• _EXERCISE DESCRIPTION_:
Return all of the material that follows, keeping each line exactly as it is.
- - -
//! Reply targets for inbound messages.

use std::fmt;
use std::sync::{Mutex, PoisonError, Weak};

use bytes::Bytes;
use serde::Serialize;

use crate::bus::ChannelName;
use crate::codec::MsgPackCodec;
use crate::direction::Direction;
use crate::error::{Error, Result};
use crate::protocol::{Frame, NO_LOGIN_INDEX};
use crate::transport::Connection;

/// Sends bytes back over the connection that delivered a message.
///
/// Sends never wait: a full outbound queue is reported as
/// [`Error::Backpressure`], a gone connection as [`Error::ConnectionClosed`].
/// Both are reportable, non-fatal conditions.
pub trait PacketDispatcher: Send + Sync {
    /// Direction replies travel in.
    fn direction(&self) -> Direction;

    /// Correlation index attached to replies (`-1` outside login).
    fn login_index(&self) -> i32 {
        NO_LOGIN_INDEX
    }

    /// Reply on the channel that delivered the message.
    fn send(&self, payload: Bytes) -> Result<()>;

    /// Reply on another channel of the same connection.
    fn send_on(&self, channel: &ChannelName, payload: Bytes) -> Result<()>;
}

impl dyn PacketDispatcher {
    /// Encode `message` with the MsgPack codec and [`send`](Self::send) it.
    pub fn send_message<T: Serialize>(&self, message: &T) -> Result<()> {
        let data = MsgPackCodec::encode(message)?;
        self.send(Bytes::from(data))
    }
}

/// Dispatcher bound to one connection, channel and correlation index.
pub struct ConnectionDispatcher {
    connection: Weak<Connection>,
    direction: Direction,
    channel: ChannelName,
    login_index: i32,
}

impl ConnectionDispatcher {
    /// `direction` is the reply direction. A non-negative `login_index`
    /// makes every reply a login frame carrying that index.
    pub fn new(
        connection: Weak<Connection>,
        direction: Direction,
        channel: ChannelName,
        login_index: i32,
    ) -> Self {
        Self {
            connection,
            direction,
            channel,
            login_index,
        }
    }

    pub fn channel(&self) -> &ChannelName {
        &self.channel
    }
}

impl PacketDispatcher for ConnectionDispatcher {
    fn direction(&self) -> Direction {
        self.direction
    }

    fn login_index(&self) -> i32 {
        self.login_index
    }

    fn send(&self, payload: Bytes) -> Result<()> {
        self.send_on(&self.channel, payload)
    }

    fn send_on(&self, channel: &ChannelName, payload: Bytes) -> Result<()> {
        let connection = self.connection.upgrade().ok_or(Error::ConnectionClosed)?;

        let frame = if self.login_index == NO_LOGIN_INDEX {
            Frame::play(self.direction, channel.clone(), payload)
        } else {
            Frame::login(self.direction, channel.clone(), self.login_index, payload)
        };
        connection.try_send_frame(&frame)
    }
}

impl fmt::Debug for ConnectionDispatcher {
    fn fmt(&self, f: &mut fmt::Formatter<'_>) -> fmt::Result {
        f.debug_struct("ConnectionDispatcher")
            .field("direction", &self.direction)
            .field("channel", &self.channel)
            .field("login_index", &self.login_index)
            .finish()
    }
}

/// A reply captured by [`RecordingDispatcher`].
#[derive(Debug, Clone, PartialEq, Eq)]
pub struct SentPayload {
    /// `None` when sent with [`PacketDispatcher::send`].
    pub channel: Option<ChannelName>,
    pub payload: Bytes,
}

/// Dispatcher that keeps replies in memory instead of sending them.
///
/// Useful for contexts that have no connection, such as handler tests.
#[derive(Debug)]
pub struct RecordingDispatcher {
    direction: Direction,
    login_index: i32,
    sent: Mutex<Vec<SentPayload>>,
}

impl RecordingDispatcher {
    pub fn new(direction: Direction) -> Self {
        Self::with_login_index(direction, NO_LOGIN_INDEX)
    }

    pub fn with_login_index(direction: Direction, login_index: i32) -> Self {
        Self {
            direction,
            login_index,
            sent: Mutex::new(Vec::new()),
        }
    }

    /// Everything sent so far, in order.
    pub fn sent(&self) -> Vec<SentPayload> {
        self.sent
            .lock()
            .unwrap_or_else(PoisonError::into_inner)
            .clone()
    }

    fn record(&self, channel: Option<ChannelName>, payload: Bytes) -> Result<()> {
        self.sent
            .lock()
            .unwrap_or_else(PoisonError::into_inner)
            .push(SentPayload { channel, payload });
        Ok(())
    }
}

impl PacketDispatcher for RecordingDispatcher {
    fn direction(&self) -> Direction {
        self.direction
    }

    fn login_index(&self) -> i32 {
        self.login_index
    }

    fn send(&self, payload: Bytes) -> Result<()> {
        self.record(None, payload)
    }

    fn send_on(&self, channel: &ChannelName, payload: Bytes) -> Result<()> {
        self.record(Some(channel.clone()), payload)
    }
}

#[cfg(test)]
mod tests {
    use super::*;
    use std::sync::Arc;

    #[test]
    fn test_connection_dispatcher_without_connection() {
        let dispatcher = ConnectionDispatcher::new(
            Weak::new(),
            Direction::ToClient,
            "demo:main".parse().unwrap(),
            NO_LOGIN_INDEX,
        );

        let result = dispatcher.send(Bytes::from_static(b"late"));
        assert!(matches!(result, Err(Error::ConnectionClosed)));
        assert_eq!(dispatcher.direction(), Direction::ToClient);
        assert_eq!(dispatcher.login_index(), -1);
    }

    #[test]
    fn test_recording_dispatcher_keeps_order() {
        let dispatcher = RecordingDispatcher::with_login_index(Direction::ToServer, 2);
        let other: ChannelName = "demo:other".parse().unwrap();

        dispatcher.send(Bytes::from_static(b"one")).unwrap();
        dispatcher.send_on(&other, Bytes::from_static(b"two")).unwrap();

        let sent = dispatcher.sent();
        assert_eq!(sent.len(), 2);
        assert_eq!(sent[0].channel, None);
        assert_eq!(sent[1].channel, Some(other));
        assert_eq!(dispatcher.login_index(), 2);
    }

    #[test]
    fn test_send_message_encodes_msgpack() {
        let recording = Arc::new(RecordingDispatcher::new(Direction::ToClient));
        let dispatcher: Arc<dyn PacketDispatcher> = recording.clone();

        dispatcher.send_message(&("hello", 5u8)).unwrap();

        let sent = recording.sent();
        let decoded: (String, u8) = MsgPackCodec::decode(&sent[0].payload).unwrap();
        assert_eq!(decoded, ("hello".to_string(), 5));
    }
}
- - -
• _THE COMPLETED TASK_:
//! Reply targets for inbound messages.

use std::fmt;
use std::sync::{Mutex, PoisonError, Weak};

use bytes::Bytes;
use serde::Serialize;

use crate::bus::ChannelName;
use crate::codec::MsgPackCodec;
use crate::direction::Direction;
use crate::error::{Error, Result};
use crate::protocol::{Frame, NO_LOGIN_INDEX};
use crate::transport::Connection;

/// Sends bytes back over the connection that delivered a message.
///
/// Sends never wait: a full outbound queue is reported as
/// [`Error::Backpressure`], a gone connection as [`Error::ConnectionClosed`].
/// Both are reportable, non-fatal conditions.
pub trait PacketDispatcher: Send + Sync {
    /// Direction replies travel in.
    fn direction(&self) -> Direction;

    /// Correlation index attached to replies (`-1` outside login).
    fn login_index(&self) -> i32 {
        NO_LOGIN_INDEX
    }

    /// Reply on the channel that delivered the message.
    fn send(&self, payload: Bytes) -> Result<()>;

    /// Reply on another channel of the same connection.
    fn send_on(&self, channel: &ChannelName, payload: Bytes) -> Result<()>;
}

impl dyn PacketDispatcher {
    /// Encode `message` with the MsgPack codec and [`send`](Self::send) it.
    pub fn send_message<T: Serialize>(&self, message: &T) -> Result<()> {
        let data = MsgPackCodec::encode(message)?;
        self.send(Bytes::from(data))
    }
}

/// Dispatcher bound to one connection, channel and correlation index.
pub struct ConnectionDispatcher {
    connection: Weak<Connection>,
    direction: Direction,
    channel: ChannelName,
    login_index: i32,
}

impl ConnectionDispatcher {
    /// `direction` is the reply direction. A non-negative `login_index`
    /// makes every reply a login frame carrying that index.
    pub fn new(
        connection: Weak<Connection>,
        direction: Direction,
        channel: ChannelName,
        login_index: i32,
    ) -> Self {
        Self {
            connection,
            direction,
            channel,
            login_index,
        }
    }

    pub fn channel(&self) -> &ChannelName {
        &self.channel
    }
}

impl PacketDispatcher for ConnectionDispatcher {
    fn direction(&self) -> Direction {
        self.direction
    }

    fn login_index(&self) -> i32 {
        self.login_index
    }

    fn send(&self, payload: Bytes) -> Result<()> {
        self.send_on(&self.channel, payload)
    }

    fn send_on(&self, channel: &ChannelName, payload: Bytes) -> Result<()> {
        let connection = self.connection.upgrade().ok_or(Error::ConnectionClosed)?;

        let frame = if self.login_index == NO_LOGIN_INDEX {
            Frame::play(self.direction, channel.clone(), payload)
        } else {
            Frame::login(self.direction, channel.clone(), self.login_index, payload)
        };
        connection.try_send_frame(&frame)
    }
}

impl fmt::Debug for ConnectionDispatcher {
    fn fmt(&self, f: &mut fmt::Formatter<'_>) -> fmt::Result {
        f.debug_struct("ConnectionDispatcher")
            .field("direction", &self.direction)
            .field("channel", &self.channel)
            .field("login_index", &self.login_index)
            .finish()
    }
}

/// A reply captured by [`RecordingDispatcher`].
#[derive(Debug, Clone, PartialEq, Eq)]
pub struct SentPayload {
    /// `None` when sent with [`PacketDispatcher::send`].
    pub channel: Option<ChannelName>,
    pub payload: Bytes,
}

/// Dispatcher that keeps replies in memory instead of sending them.
///
/// Useful for contexts that have no connection, such as handler tests.
#[derive(Debug)]
pub struct RecordingDispatcher {
    direction: Direction,
    login_index: i32,
    sent: Mutex<Vec<SentPayload>>,
}

impl RecordingDispatcher {
    pub fn new(direction: Direction) -> Self {
        Self::with_login_index(direction, NO_LOGIN_INDEX)
    }

    pub fn with_login_index(direction: Direction, login_index: i32) -> Self {
        Self {
            direction,
            login_index,
            sent: Mutex::new(Vec::new()),
        }
    }

    /// Everything sent so far, in order.
    pub fn sent(&self) -> Vec<SentPayload> {
        self.sent
            .lock()
            .unwrap_or_else(PoisonError::into_inner)
            .clone()
    }

    fn record(&self, channel: Option<ChannelName>, payload: Bytes) -> Result<()> {
        self.sent
            .lock()
            .unwrap_or_else(PoisonError::into_inner)
            .push(SentPayload { channel, payload });
        Ok(())
    }
}

impl PacketDispatcher for RecordingDispatcher {
    fn direction(&self) -> Direction {
        self.direction
    }

    fn login_index(&self) -> i32 {
        self.login_index
    }

    fn send(&self, payload: Bytes) -> Result<()> {
        self.record(None, payload)
    }

    fn send_on(&self, channel: &ChannelName, payload: Bytes) -> Result<()> {
        self.record(Some(channel.clone()), payload)
    }
}

#[cfg(test)]
mod tests {
    use super::*;
    use std::sync::Arc;

    #[test]
    fn test_connection_dispatcher_without_connection() {
        let dispatcher = ConnectionDispatcher::new(
            Weak::new(),
            Direction::ToClient,
            "demo:main".parse().unwrap(),
            NO_LOGIN_INDEX,
        );

        let result = dispatcher.send(Bytes::from_static(b"late"));
        assert!(matches!(result, Err(Error::ConnectionClosed)));
        assert_eq!(dispatcher.direction(), Direction::ToClient);
        assert_eq!(dispatcher.login_index(), -1);
    }

    #[test]
    fn test_recording_dispatcher_keeps_order() {
        let dispatcher = RecordingDispatcher::with_login_index(Direction::ToServer, 2);
        let other: ChannelName = "demo:other".parse().unwrap();

        dispatcher.send(Bytes::from_static(b"one")).unwrap();
        dispatcher.send_on(&other, Bytes::from_static(b"two")).unwrap();

        let sent = dispatcher.sent();
        assert_eq!(sent.len(), 2);
        assert_eq!(sent[0].channel, None);
        assert_eq!(sent[1].channel, Some(other));
        assert_eq!(dispatcher.login_index(), 2);
    }

    #[test]
    fn test_send_message_encodes_msgpack() {
        let recording = Arc::new(RecordingDispatcher::new(Direction::ToClient));
        let dispatcher: Arc<dyn PacketDispatcher> = recording.clone();

        dispatcher.send_message(&("hello", 5u8)).unwrap();

        let sent = recording.sent();
        let decoded: (String, u8) = MsgPackCodec::decode(&sent[0].payload).unwrap();
        assert_eq!(decoded, ("hello".to_string(), 5));
    }
}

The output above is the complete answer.